Geoffrey von Maltzahn | |
Nationality: | American |
Fields: | Bioengineering |
Alma Mater: | Massachusetts Institute of Technology (S.B.) University of California, San Diego (M.S.) Massachusetts Institute of Technology (Ph.D.) |
Awards: | Lemelson-MIT Student Prize (2009) National Inventors Hall of Fame Collegiate Inventors Competition Graduate Prize (2009), Massachusetts Institute of Technology Randolph G Wei Award (2003) |
Geoffrey von Maltzahn is an American biological engineer and businessman in the biotechnology and life sciences industry who has founded a number of companies including Indigo Agriculture, Sana Biotechnology, Kaleido Biosciences, Seres Therapeutics, Axcella Health, Generate Biomedicines and Tessera Therapeutics.[1] [2] [3]
Geoffrey von Maltzahn was born in Arlington, Texas, and subsequently moved to Alexandria, Virginia where he graduated from Thomas Jefferson High School for Science and Technology.[4] He was awarded his B.S. in Chemical Engineering from the Massachusetts Institute of Technology (MIT) in 2003,[5] his Master of Science degree in Bioengineering from the University of California, San Diego in 2005, and his PhD from the Harvard–MIT Division of Health Sciences and Technology at the Massachusetts Institute of Technology in 2010.[6] His thesis advisor was Sangeeta Bhatia.[7]

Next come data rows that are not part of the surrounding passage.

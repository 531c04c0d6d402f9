// Copyright (c) 2025 Steve Wagner (ciroque@live.com)
// SPDX-License-Identifier: MIT

//! The `core.transform` action set.
//!
//! Each action wraps one primitive from [`crate::transforms`] or one marker
//! from [`crate::fanout`] behind the [`Action`](crate::traits::Action) seam,
//! with a typed, named argument set decoded from a JSON object.

mod compact;
mod deduplicate;
mod fanout;
mod filter;
mod map;
mod membership;
mod reshape;

use serde::de::DeserializeOwned;
use serde_json::Value;
use std::sync::Arc;

use crate::errors::TransformError;
use crate::expression::compile;
use crate::path::strip_template;
use crate::registry::ActionRegistryBuilder;
use crate::value::type_name;

pub use compact::CompactAction;
pub use deduplicate::DeduplicateAction;
pub use fanout::{GatherAction, ScatterAction};
pub use filter::FilterAction;
pub use map::{ApplyAction, MapAction};
pub use membership::{IsInAction, NotInAction};
pub use reshape::ReshapeAction;

pub const NAMESPACE: &str = "core.transform";
pub(crate) const DISPLAY_GROUP: &str = "Data Transform";

/// Registers every `core.transform` action on `builder`.
pub fn register_core_transforms(builder: ActionRegistryBuilder) -> ActionRegistryBuilder {
    builder
        .register(Arc::new(ReshapeAction))
        .register(Arc::new(FilterAction))
        .register(Arc::new(IsInAction))
        .register(Arc::new(NotInAction))
        .register(Arc::new(DeduplicateAction))
        .register(Arc::new(ApplyAction))
        .register(Arc::new(MapAction))
        .register(Arc::new(CompactAction))
        .register(Arc::new(ScatterAction))
        .register(Arc::new(GatherAction))
}

/// Decodes a named argument set, rejecting unknown and missing names.
pub(crate) fn parse_args<T: DeserializeOwned>(action: &str, args: &Value) -> Result<T, TransformError> {
    T::deserialize(args)
        .map_err(|e| TransformError::invalid_argument("args", format!("{}: {}", action, e)))
}

fn is_template(value: &Value) -> bool {
    matches!(value, Value::String(s) if strip_template(s).is_some())
}

/// Validation-time check: a list, or a template the engine resolves later.
pub(crate) fn check_list_or_template(argument: &str, value: &Value) -> Result<(), TransformError> {
    if value.is_array() || is_template(value) {
        Ok(())
    } else {
        Err(TransformError::invalid_argument(
            argument,
            format!("expected a list, found {}", type_name(value)),
        ))
    }
}

/// Validation-time check: compiles the expression unless it is a template.
pub(crate) fn check_expression(expression: &str) -> Result<(), TransformError> {
    if strip_template(expression).is_some() {
        return Ok(());
    }
    compile(expression)?;
    Ok(())
}

pub(crate) fn expect_list(argument: &str, value: Value) -> Result<Vec<Value>, TransformError> {
    match value {
        Value::Array(items) => Ok(items),
        other => Err(TransformError::invalid_argument(
            argument,
            format!("expected a list, found {}", type_name(&other)),
        )),
    }
}

#[cfg(test)]
mod integration_tests;
// Copyright (c) 2025 Steve Wagner (ciroque@live.com)
// SPDX-License-Identifier: MIT

use async_trait::async_trait;
use serde::Deserialize;
use serde_json::Value;

use super::{check_list_or_template, expect_list, parse_args, DISPLAY_GROUP, NAMESPACE};
use crate::errors::TransformError;
use crate::path::Path;
use crate::traits::{Action, ActionSpec};
use crate::transforms;

static SPEC: ActionSpec = ActionSpec {
    namespace: NAMESPACE,
    name: "deduplicate",
    default_title: "Deduplicate",
    description: "Deduplicate items by one or more keys, merging duplicates.",
    display_group: DISPLAY_GROUP,
};

#[derive(Deserialize)]
#[serde(deny_unknown_fields)]
struct DeduplicateArgs {
    items: Value,
    keys: Vec<String>,
}

pub struct DeduplicateAction;

#[async_trait]
impl Action for DeduplicateAction {
    fn spec(&self) -> &ActionSpec {
        &SPEC
    }

    fn validate(&self, args: &Value) -> Result<(), TransformError> {
        let args: DeduplicateArgs = parse_args(SPEC.name, args)?;
        check_list_or_template("items", &args.items)?;
        if args.keys.is_empty() {
            return Err(TransformError::invalid_argument("keys", "at least one key is required"));
        }
        for key in &args.keys {
            Path::parse(key)?;
        }
        Ok(())
    }

    async fn invoke(&self, args: Value) -> Result<Value, TransformError> {
        let args: DeduplicateArgs = parse_args(SPEC.name, &args)?;
        let items = expect_list("items", args.items)?;
        transforms::deduplicate(items, &args.keys).map(Value::Array)
    }
}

Von Maltzahn is a general partner at Flagship Pioneering, a Massachusetts-based firm that creates start-ups in the healthcare and agriculture industries.[8] He joined in 2009, and focuses on inventing and building new life science companies. In the same year, he co-founded Axcella Health, a company focused on developing amino acid therapeutics. In 2010, he co-founded Seres Therapeutics[9] and served as the Chief Technology Officer until 2012.[10] In 2020, Seres’ SER-109 became the first microbiome-based drug to report positive phase 3 data.[11] This drug was approved as Vowst by FDA in 2023. In 2013, he co-founded Indigo Agriculture, a company focused on improving the microbiome of modern crops and is currently Chief Innovation Officer and a board member.[12] In 2018, he co-founded Generate Biomedicines, a generative biology company using machine learning to discover new therapeutics.[13] In the same year, he co-founded Tessera Therapeutics, a company that focuses on altering genes in the human genome using technology it calls gene writing. Tessera raised over $300m in funding in 2022.[14]
In February 2021, his company Sana Biotechnology raised the largest record IPO for a preclinical biotechnology company.[15]